Wednesday, June 10, 2015

Weekend Art Challenge Review 060515—quaz

Weekend Art Challenge Review
Design a card for this art with a converted mana cost between 8 and 12. Bonus points if it's awesome for Tesla or Zeffrikar. Bonus points if it doesn't need to be rare, but that's probably a trap.


Big Bang lets you reset the game with some permanents in play, like Karn Liberated's ultimate but with a huge land advantage instead of some killer creatures. That's cool. Very mythic. 10 mana seems about right for this effect, though it's hard to judge.

It's nice that we have room for reminder text, though I'm not sure the second line is terribly helpful here. I also have no idea why you'd ever target your opponent's lands, since this doesn't change who controls them. The "up to" also seems needless for a card that will usually require more than three lands to play.


Blood Moon turned up to 11! Well, 8 anyhow. Blood Eclipse turns every creature, artifact, planeswalker, and each other enchantment into a basic Mountain. Planning to win with a creature strategy? Not without enchantment removal. Planning to win with anything other than sorceries and instants? Good luck.

I love the design story this card tells, but I'm pretty sure this is too oppressive. It'll completely turn off a whole lot of decks, and ask your opponent to wait for you to draw your now-lethal Blaze. I'd suggest making it effect only the permanents in play when it lands, but that does hurt the parallel to Blood Moon.
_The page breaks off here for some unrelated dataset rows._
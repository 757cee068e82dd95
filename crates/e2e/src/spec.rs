//! Declarative YAML scenario specification

use serde::{Deserialize, Serialize};
use std::path::Path;

use pizza_common::{fixtures, Identity};

use crate::error::{E2eError, E2eResult};

/// A complete scenario parsed from YAML
#[derive(Debug, Clone, Serialize, Deserialize)]
pub struct TestSpec {
    /// Unique name for this test
    pub name: String,

    /// Human-readable description
    #[serde(default)]
    pub description: String,

    /// Tags for filtering tests
    #[serde(default)]
    pub tags: Vec<String>,

    /// Viewport size for the browser
    #[serde(default = "default_viewport")]
    pub viewport: Viewport,

    /// How the mock backend starts for this scenario
    #[serde(default)]
    pub mock: MockSetup,

    /// Steps to execute in order
    pub steps: Vec<TestStep>,
}

fn default_viewport() -> Viewport {
    Viewport { width: 1280, height: 720 }
}

#[derive(Debug, Clone, Serialize, Deserialize)]
pub struct Viewport {
    pub width: u32,
    pub height: u32,
}

#[derive(Debug, Clone, Default, Serialize, Deserialize)]
pub struct MockSetup {
    /// Email of the fixture identity the session starts logged in as
    #[serde(default)]
    pub logged_in_as: Option<String>,
}

/// Where on the page a step acts. Exactly one of `role`, `placeholder`,
/// `text`, `label` or `css` must be set.
#[derive(Debug, Clone, Default, Serialize, Deserialize)]
pub struct Locator {
    #[serde(default)]
    pub role: Option<String>,

    /// Accessible name, only with `role`
    #[serde(default)]
    pub name: Option<String>,

    /// Accessible name as a regular expression, only with `role`
    #[serde(default)]
    pub name_pattern: Option<String>,

    #[serde(default)]
    pub placeholder: Option<String>,

    #[serde(default)]
    pub text: Option<String>,

    #[serde(default)]
    pub label: Option<String>,

    #[serde(default)]
    pub css: Option<String>,

    /// Exact match for `name` or `text`
    #[serde(default)]
    pub exact: bool,

    /// Take the first of several matches
    #[serde(default)]
    pub first: bool,

    /// Resolve inside this parent locator
    #[serde(default)]
    pub within: Option<Box<Locator>>,
}

/// A single step in a scenario
#[derive(Debug, Clone, Serialize, Deserialize)]
#[serde(tag = "action", rename_all = "snake_case")]
pub enum TestStep {
    /// Navigate to a URL (relative to the storefront base)
    Navigate {
        url: String,
    },

    /// Click an element
    Click {
        target: Locator,
        #[serde(default)]
        timeout_ms: Option<u64>,
    },

    /// Fill an input field
    Fill {
        target: Locator,
        value: String,
    },

    /// Select an option from a dropdown
    Select {
        target: Locator,
        value: String,
    },

    /// Wait for an element to reach a state
    Wait {
        target: Locator,
        #[serde(default = "default_wait_timeout")]
        timeout_ms: u64,
        #[serde(default)]
        state: WaitState,
    },

    /// Wait for a fixed amount of time (use sparingly)
    Sleep {
        ms: u64,
    },

    /// Assert something about an element
    Assert {
        target: Locator,
        #[serde(default)]
        visible: Option<bool>,
        #[serde(default)]
        text_contains: Option<String>,
        #[serde(default)]
        count: Option<usize>,
    },

    /// Assert the document title
    AssertTitle {
        title: String,
    },

    /// Take a screenshot
    Screenshot {
        name: String,
        #[serde(default)]
        full_page: bool,
    },

    /// Log a message (for debugging)
    Log {
        message: String,
    },
}

fn default_wait_timeout() -> u64 {
    5000 // 5 seconds default
}

#[derive(Debug, Clone, Default, Serialize, Deserialize)]
#[serde(rename_all = "snake_case")]
pub enum WaitState {
    #[default]
    Visible,
    Hidden,
    Attached,
    Detached,
}

impl WaitState {
    pub fn as_str(&self) -> &'static str {
        match self {
            WaitState::Visible => "visible",
            WaitState::Hidden => "hidden",
            WaitState::Attached => "attached",
            WaitState::Detached => "detached",
        }
    }
}

impl Locator {
    pub fn role(role: &str, name: &str) -> Self {
        Self {
            role: Some(role.to_string()),
            name: Some(name.to_string()),
            ..Default::default()
        }
    }

    pub fn placeholder(placeholder: &str) -> Self {
        Self {
            placeholder: Some(placeholder.to_string()),
            ..Default::default()
        }
    }

    pub fn text(text: &str) -> Self {
        Self {
            text: Some(text.to_string()),
            ..Default::default()
        }
    }

    /// Check that the locator selects in exactly one way
    pub fn validate(&self) -> E2eResult<()> {
        let primaries = [
            self.role.is_some(),
            self.placeholder.is_some(),
            self.text.is_some(),
            self.label.is_some(),
            self.css.is_some(),
        ]
        .iter()
        .filter(|set| **set)
        .count();

        if primaries != 1 {
            return Err(E2eError::SpecParse(format!(
                "locator must set exactly one of role/placeholder/text/label/css, found {}",
                primaries
            )));
        }
        if self.role.is_none() && (self.name.is_some() || self.name_pattern.is_some()) {
            return Err(E2eError::SpecParse("name and name_pattern require role".to_string()));
        }
        if self.name.is_some() && self.name_pattern.is_some() {
            return Err(E2eError::SpecParse(
                "name and name_pattern are mutually exclusive".to_string(),
            ));
        }
        match &self.within {
            Some(parent) => parent.validate(),
            None => Ok(()),
        }
    }

    /// Short human-readable form used in step names
    pub fn describe(&self) -> String {
        let own = if let Some(role) = &self.role {
            match (&self.name, &self.name_pattern) {
                (Some(name), _) => format!("{}[{}]", role, name),
                (None, Some(pattern)) => format!("{}[/{}/]", role, pattern),
                (None, None) => role.clone(),
            }
        } else if let Some(p) = &self.placeholder {
            format!("placeholder[{}]", p)
        } else if let Some(t) = &self.text {
            format!("text[{}]", t)
        } else if let Some(l) = &self.label {
            format!("label[{}]", l)
        } else {
            self.css.clone().unwrap_or_default()
        };

        match &self.within {
            Some(parent) => format!("{} > {}", parent.describe(), own),
            None => own,
        }
    }
}

impl TestStep {
    fn locator(&self) -> Option<&Locator> {
        match self {
            TestStep::Click { target, .. }
            | TestStep::Fill { target, .. }
            | TestStep::Select { target, .. }
            | TestStep::Wait { target, .. }
            | TestStep::Assert { target, .. } => Some(target),
            _ => None,
        }
    }
}

impl TestSpec {
    /// Parse a test spec from YAML string
    pub fn from_yaml(yaml: &str) -> E2eResult<Self> {
        let spec: Self = serde_yaml::from_str(yaml)?;
        spec.validate()?;
        Ok(spec)
    }

    /// Parse a test spec from a YAML file
    pub fn from_file(path: &Path) -> E2eResult<Self> {
        let content = std::fs::read_to_string(path)?;
        Self::from_yaml(&content)
            .map_err(|e| E2eError::SpecParse(format!("{}: {}", path.display(), e)))
    }

    /// Load all test specs from a directory, in file name order
    pub fn load_all(dir: &Path) -> E2eResult<Vec<Self>> {
        let mut specs = Vec::new();

        for entry in walkdir::WalkDir::new(dir)
            .sort_by_file_name()
            .into_iter()
            .filter_map(|e| e.ok())
            .filter(|e| {
                e.path()
                    .extension()
                    .map(|ext| ext == "yaml" || ext == "yml")
                    .unwrap_or(false)
            })
        {
            let spec = Self::from_file(entry.path())?;
            specs.push(spec);
        }

        Ok(specs)
    }

    /// Filter specs by tag
    pub fn filter_by_tag<'a>(specs: &'a [Self], tag: &str) -> Vec<&'a Self> {
        specs.iter().filter(|s| s.tags.iter().any(|t| t == tag)).collect()
    }

    /// Reject specs that could never run
    pub fn validate(&self) -> E2eResult<()> {
        if self.steps.is_empty() {
            return Err(E2eError::SpecParse(format!("{}: no steps", self.name)));
        }
        for (i, step) in self.steps.iter().enumerate() {
            if let Some(locator) = step.locator() {
                locator.validate().map_err(|e| {
                    E2eError::SpecParse(format!("{} step {}: {}", self.name, i + 1, e))
                })?;
            }
            if let TestStep::Assert { visible: None, text_contains: None, count: None, .. } = step {
                return Err(E2eError::SpecParse(format!(
                    "{} step {}: assert without expectation",
                    self.name,
                    i + 1
                )));
            }
        }
        self.seed_identity()?;
        Ok(())
    }

    /// Identity the scenario's mock session starts with
    pub fn seed_identity(&self) -> E2eResult<Option<Identity>> {
        Ok(fixtures::resolve_seed_identity(self.mock.logged_in_as.as_deref())?)
    }
}

#[cfg(test)]
mod tests {
    use super::*;
    use test_case::test_case;

    #[test]
    fn test_parse_simple_spec() {
        let yaml = r#"
name: login-as-diner
description: Log in and see the diner's initials
tags:
  - auth
  - smoke
steps:
  - action: navigate
    url: /
  - action: click
    target: { role: link, name: Login }
  - action: fill
    target: { placeholder: Email address }
    value: d@jwt.com
  - action: assert
    target: { role: link, name: KC }
    visible: true
"#;
        let spec = TestSpec::from_yaml(yaml).unwrap();
        assert_eq!(spec.name, "login-as-diner");
        assert_eq!(spec.steps.len(), 4);
        assert!(spec.mock.logged_in_as.is_none());
        assert_eq!(spec.viewport.width, 1280);
    }

    #[test]
    fn test_parse_scoped_locator_and_seed() {
        let yaml = r#"
name: franchise-from-nav
mock:
  logged_in_as: f@jwt.com
steps:
  - action: click
    target:
      role: link
      name: Franchise
      within: { label: Global }
  - action: click
    target:
      role: button
      name: Close
      within: { role: row, name_pattern: pizzaPocket }
      first: true
"#;
        let spec = TestSpec::from_yaml(yaml).unwrap();
        assert_eq!(spec.seed_identity().unwrap().map(|i| i.id), Some(4));

        match &spec.steps[1] {
            TestStep::Click { target, .. } => {
                assert!(target.first);
                assert_eq!(target.describe(), "row[/pizzaPocket/] > button[Close]");
            }
            other => panic!("unexpected step {:?}", other),
        }
    }

    #[test]
    fn test_rejects_ambiguous_locator() {
        let yaml = r#"
name: bad
steps:
  - action: click
    target: { role: button, text: Login }
"#;
        assert!(matches!(TestSpec::from_yaml(yaml), Err(E2eError::SpecParse(_))));
    }

    #[test_case("{}" ; "no primary")]
    #[test_case("{ role: button, css: button }" ; "two primaries")]
    #[test_case("{ placeholder: Email address, name: x }" ; "name without role")]
    #[test_case("{ text: Close, name_pattern: Close }" ; "pattern without role")]
    #[test_case("{ role: button, name: Close, name_pattern: Close }" ; "name and pattern")]
    #[test_case("{ role: button, name: Close, within: { label: Global, css: nav } }" ; "invalid parent")]
    fn test_invalid_locators(target: &str) {
        let locator: Locator = serde_yaml::from_str(target).unwrap();
        assert!(matches!(locator.validate(), Err(E2eError::SpecParse(_))), "{}", target);
    }

    #[test_case(Locator::role("button", "Login") ; "role and name")]
    #[test_case(Locator::placeholder("Email address") ; "placeholder")]
    #[test_case(Locator { exact: true, ..Locator::text("Create store") } ; "exact text")]
    fn test_valid_locators(locator: Locator) {
        assert!(locator.validate().is_ok());
    }

    #[test]
    fn test_rejects_unknown_seed() {
        let yaml = r#"
name: ghost
mock:
  logged_in_as: ghost@jwt.com
steps:
  - action: navigate
    url: /
"#;
        assert!(matches!(TestSpec::from_yaml(yaml), Err(E2eError::Seed(_))));
    }

    #[test]
    fn test_rejects_empty_assert() {
        let yaml = r#"
name: empty-assert
steps:
  - action: assert
    target: { text: Oops }
"#;
        assert!(TestSpec::from_yaml(yaml).is_err());
    }
}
I love this ability. A colorless Yawgmoth's Will is exciting, right? And limiting us to artifacts means you won't just be casting and re-casting Cruel Ultimatums until you win. Curiously, I don't feel like this effect belongs on an artifact, despite Crucible of Worlds. This seems like a blue or maybe white effect. Glad it's not indestructible. There are definitely some crazy things you can do with this. There were some methods to restrict infinite recursion suggested in the comments and it's likely one would prove necessary, but I'd happily start playtesting this in its pure form.

Sorcery
All is Dust is for fledgling cosmic terrors. The big interplanar horrors rock Day of Annihilation, upping the stakes by neutering all your opponent's lands and countering any death-triggers or reanimation effects they were counting on.
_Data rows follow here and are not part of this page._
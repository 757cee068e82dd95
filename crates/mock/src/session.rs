//! The one piece of mutable state a scenario carries

use pizza_common::{Identity, RoleKind};
use tracing::info;

/// Which identity, if any, the simulated browser is logged in as
#[derive(Debug, Clone, Default, PartialEq)]
pub enum Session {
    #[default]
    Anonymous,
    AuthenticatedAs(Identity),
}

impl Session {
    pub fn from_seed(seed: Option<Identity>) -> Self {
        seed.map_or(Session::Anonymous, Session::AuthenticatedAs)
    }

    pub fn identity(&self) -> Option<&Identity> {
        match self {
            Session::Anonymous => None,
            Session::AuthenticatedAs(identity) => Some(identity),
        }
    }

    pub fn is_anonymous(&self) -> bool {
        matches!(self, Session::Anonymous)
    }

    pub fn has_role(&self, role: RoleKind) -> bool {
        self.identity().is_some_and(|i| i.has_role(role))
    }

    /// Bind the session to `identity`, replacing any previous one
    pub fn authenticate(&mut self, identity: Identity) {
        info!(id = identity.id, email = %identity.email, "session authenticated");
        *self = Session::AuthenticatedAs(identity);
    }

    pub fn clear(&mut self) {
        if let Session::AuthenticatedAs(identity) = self {
            info!(id = identity.id, email = %identity.email, "session cleared");
        }
        *self = Session::Anonymous;
    }
}

#[cfg(test)]
mod tests {
    use super::*;
    use pizza_common::fixtures;

    #[test]
    fn test_transitions() {
        let diner = fixtures::find_identity_by_email("d@jwt.com").unwrap().clone();
        let admin = fixtures::find_identity_by_email("a@jwt.com").unwrap().clone();

        let mut session = Session::default();
        assert!(session.is_anonymous());

        session.authenticate(diner.clone());
        assert_eq!(session.identity(), Some(&diner));

        session.authenticate(admin.clone());
        assert_eq!(session.identity(), Some(&admin));
        assert!(session.has_role(RoleKind::Administrator));

        session.clear();
        assert!(session.is_anonymous());
        session.clear();
        assert!(session.is_anonymous());
    }

    #[test]
    fn test_from_seed() {
        assert!(Session::from_seed(None).is_anonymous());
        let owner = fixtures::find_identity_by_email("f@jwt.com").cloned();
        assert!(Session::from_seed(owner).has_role(RoleKind::FranchiseOwner));
    }
}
This card certainly doesn't justify Ruins, or land tokens in general, but if a set already had them, why not use them all? I mean, aside from most players not owning that many. Still, at {10} and killing your own Eldrazi and mana stones, I'm only worried about Day's power level if Standard has a good way to cheat it out. Particularly since it's easy to stockpile your basic lands in the end game while your annihilating opponent works up to casting this baddie.
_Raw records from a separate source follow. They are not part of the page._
//! Storefront management - spawning and health checking the dev server

use std::collections::HashMap;
use std::path::PathBuf;
use std::process::{Child, Command, Stdio};
use std::time::Duration;
use tokio::time::sleep;
use tracing::{info, warn};

use crate::error::{E2eError, E2eResult};

/// Replaced by the chosen port in `StorefrontConfig::args`
pub const PORT_PLACEHOLDER: &str = "{port}";

/// Handle to a running storefront process
pub struct StorefrontHandle {
    child: Child,
    pub base_url: String,
    pub port: u16,
}

impl StorefrontHandle {
    /// Spawn the storefront dev server
    pub async fn spawn(config: StorefrontConfig) -> E2eResult<Self> {
        let port = match config.port {
            Some(port) => port,
            None => find_free_port()?,
        };
        let base_url = format!("http://127.0.0.1:{}", port);

        info!("Spawning storefront on port {}", port);

        let mut cmd = Command::new(&config.command);
        cmd.args(config.resolved_args(port))
            .current_dir(&config.working_dir)
            .envs(&config.env)
            .env("PORT", port.to_string())
            .stdin(Stdio::null())
            .stdout(Stdio::null())
            .stderr(Stdio::inherit());

        // npm forks the dev server; its own group lets stop() reach both
        #[cfg(unix)]
        {
            use std::os::unix::process::CommandExt;
            cmd.process_group(0);
        }

        let child = cmd.spawn().map_err(|e| {
            E2eError::ServerStartup(format!(
                "Failed to spawn {} in {}: {}",
                config.command,
                config.working_dir.display(),
                e
            ))
        })?;

        let mut handle = StorefrontHandle {
            child,
            base_url: base_url.clone(),
            port,
        };

        // Wait for the storefront to serve its index page
        handle.wait_for_healthy(config.startup_timeout).await?;

        info!("Storefront is up at {}", base_url);
        Ok(handle)
    }

    /// Wait for the storefront to respond over HTTP
    async fn wait_for_healthy(&mut self, timeout_duration: Duration) -> E2eResult<()> {
        let client = reqwest::Client::builder()
            .timeout(Duration::from_secs(2))
            .build()?;

        let start = std::time::Instant::now();
        let mut attempts = 0;

        while start.elapsed() < timeout_duration {
            attempts += 1;

            if let Some(status) = self.child.try_wait()? {
                return Err(E2eError::ServerStartup(format!(
                    "storefront exited before becoming ready: {}",
                    status
                )));
            }

            match client.get(&self.base_url).send().await {
                Ok(resp) if resp.status().is_success() => {
                    return Ok(());
                }
                Ok(resp) => {
                    warn!("Health check returned {}", resp.status());
                }
                Err(e) => {
                    if attempts == 1 {
                        info!("Waiting for storefront to start...");
                    }
                    // Connection refused is expected while the dev server boots
                    if !e.is_connect() {
                        warn!("Health check error: {}", e);
                    }
                }
            }

            sleep(Duration::from_millis(250)).await;
        }

        Err(E2eError::ServerHealthCheck(attempts))
    }

    /// Get the base URL for this storefront
    pub fn base_url(&self) -> &str {
        &self.base_url
    }

    /// Stop the storefront and everything it forked
    pub fn stop(&mut self) -> E2eResult<()> {
        if self.child.try_wait()?.is_some() {
            return Ok(());
        }
        info!("Stopping storefront (pid: {})", self.child.id());

        // Try graceful shutdown first
        #[cfg(unix)]
        {
            use nix::sys::signal::{killpg, Signal};
            use nix::unistd::Pid;

            let pgid = Pid::from_raw(self.child.id() as i32);
            if killpg(pgid, Signal::SIGTERM).is_ok() {
                std::thread::sleep(Duration::from_millis(500));
            }
            let _ = killpg(pgid, Signal::SIGKILL);
        }

        // Force kill if still running
        let _ = self.child.kill();
        let _ = self.child.wait();

        Ok(())
    }
}

impl Drop for StorefrontHandle {
    fn drop(&mut self) {
        let _ = self.stop();
    }
}

/// Configuration for spawning the storefront
#[derive(Debug, Clone)]
pub struct StorefrontConfig {
    /// Program to run
    pub command: String,

    /// Arguments; `{port}` is replaced by the chosen port
    pub args: Vec<String>,

    /// Storefront checkout to run in
    pub working_dir: PathBuf,

    /// Port to listen on (None = find free port)
    pub port: Option<u16>,

    /// Timeout for startup
    pub startup_timeout: Duration,

    /// Extra environment for the dev server
    pub env: HashMap<String, String>,
}

impl StorefrontConfig {
    fn resolved_args(&self, port: u16) -> Vec<String> {
        let port = port.to_string();
        self.args
            .iter()
            .map(|arg| arg.replace(PORT_PLACEHOLDER, &port))
            .collect()
    }
}

impl Default for StorefrontConfig {
    fn default() -> Self {
        Self {
            command: "npm".to_string(),
            args: ["run", "dev", "--", "--port", PORT_PLACEHOLDER, "--strictPort"]
                .iter()
                .map(|s| s.to_string())
                .collect(),
            working_dir: PathBuf::from("../jwt-pizza"),
            port: None,
            startup_timeout: Duration::from_secs(60),
            env: HashMap::new(),
        }
    }
}

/// Find a free port to use
pub fn find_free_port() -> E2eResult<u16> {
    use std::net::TcpListener;

    let listener = TcpListener::bind("127.0.0.1:0")?;
    Ok(listener.local_addr()?.port())
}

#[cfg(test)]
mod tests {
    use super::*;

    #[test]
    fn test_find_free_port() {
        let port1 = find_free_port().unwrap();
        let port2 = find_free_port().unwrap();

        // Ports should be in valid range
        assert!(port1 > 1024);
        assert!(port2 > 1024);
    }

    #[test]
    fn test_port_placeholder_is_substituted() {
        let config = StorefrontConfig::default();
        assert_eq!(
            config.resolved_args(5174),
            ["run", "dev", "--", "--port", "5174", "--strictPort"]
        );
    }

    #[tokio::test]
    async fn test_missing_command_fails_startup() {
        let config = StorefrontConfig {
            command: "definitely-not-a-storefront".to_string(),
            working_dir: std::env::temp_dir(),
            ..Default::default()
        };
        assert!(matches!(
            StorefrontHandle::spawn(config).await,
            Err(E2eError::ServerStartup(_))
        ));
    }

    #[cfg(unix)]
    #[tokio::test]
    async fn test_early_exit_is_reported() {
        let config = StorefrontConfig {
            command: "true".to_string(),
            args: vec![],
            working_dir: std::env::temp_dir(),
            startup_timeout: Duration::from_secs(5),
            ..Default::default()
        };
        assert!(matches!(
            StorefrontHandle::spawn(config).await,
            Err(E2eError::ServerStartup(_))
        ));
    }
}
Great, now I miss mana burn.

I'm going to pretend that End of Days' two abilities are printed in the opposite order shown here, because otherwise I'll be too distracted to review it. Even better, I'll imagine it's just one trigger and it all happens in your first main phase.

What imagery does the "end of days" evoke for you? Tons of resources to fuel your escalating conflict? A relentless shower of meteoric pain and torrential suffering? People panicking in the street? People forgoing meaningless conflict and just enjoying life as much as they can before they're snuffed out instantly? For me, I see all but the first, and that's what this card offers.

Mechanically, End of Days looks like a metric tonne of fun, and it likely will help bring the game to an end, and probably an epic one, so I think it's a success there; I just wouldn't give it this flavor.


I could've sworn there was an un-card like this. Turns out I was remembering Get Ahead.

So I obviously have some affinity for Event Horizon. But I also have immediate concerns with picking any format, because so many formats change the rules of the game or the setup in ways that can't be retconned mid-game. If I choose Commander and someone has two of the same common in their deck, do they lose, or does reality just collapse in on itself? Can I choose Archenemy, declare myself the villain and slam some schemes on the other three players? If only one winner comes out of a pair of head-to-head matches, can Wizards tournament software even handle that? If I choose a format where everyone draws from a single deck, do we shuffle all our decks together, or what?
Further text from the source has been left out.